# Defrosting



## ready4Family (May 14, 2004)

Hi,

Dh and I have 4 frozen embryos and plan to do FET in March or April.  (We have a beautiful boy from our IVF last time).  I assumed that they defrost the embryos and then implant them, but reading here, it seems as though they still need to wait for them to divide again?  Is this true?  And what's the time between when they defrost and they implant?  What if they defrost 2 and one doesn't survive...is there time to defrost another before implanting?

Sorry for all the questions...just nervous about it all and want to understand how it all works.  (We do have an apt with our fertility speciallist end of the month, but am hoping for answers here).

Good luck to all.


----------



## ☼♥ Minxy ♥☼ © (Jan 13, 2005)

Hi

Different clinics have different procedures so not all will thaw the frosties and see if they divide overnight.  How many they thaw will also be down to how yours are frozen eg how many in individual straws etc. & what you request.

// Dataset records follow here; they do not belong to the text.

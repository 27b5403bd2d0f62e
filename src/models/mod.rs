mod mood;
mod quote;
mod sentiment;

pub use mood::{MoodResult, MoodStatus};
pub use quote::{parse_change_percent, validate_symbol, Quote, MAX_SYMBOL_LEN};
pub use sentiment::{ClassifyBatchRequest, ClassifyRequest, Sentiment, TextSentiment};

We had 4 frosties (all grade 1, 4 cell frozen on day 2 after EC)...2 were in separate/individual straws and 2 in same straw together.
With our first fet we specifically asked them to only thaw 2 & were willing to have single embie transfer if only one survived.  They thawed the embies on the morning of having ET...both survived 100% and one even gained an extra cell from thaw to transfer.  We had a chemical pg. 

With our 2nd fet only one of our snowbabies survived the thaw so had a single embie transfer.  With this fet we had a confusing result...lots of +ve results but could've been hcg injections I had during 2ww but consultant convinced it was another chemical pg cos of all sorts of symptoms I had during 2ww and when started bleeding...we'll never know. 

The thaw success rate is approx 60-70%...as we had 3 out of 4 survive (over 2 fets) our success was just a little over average at 75%.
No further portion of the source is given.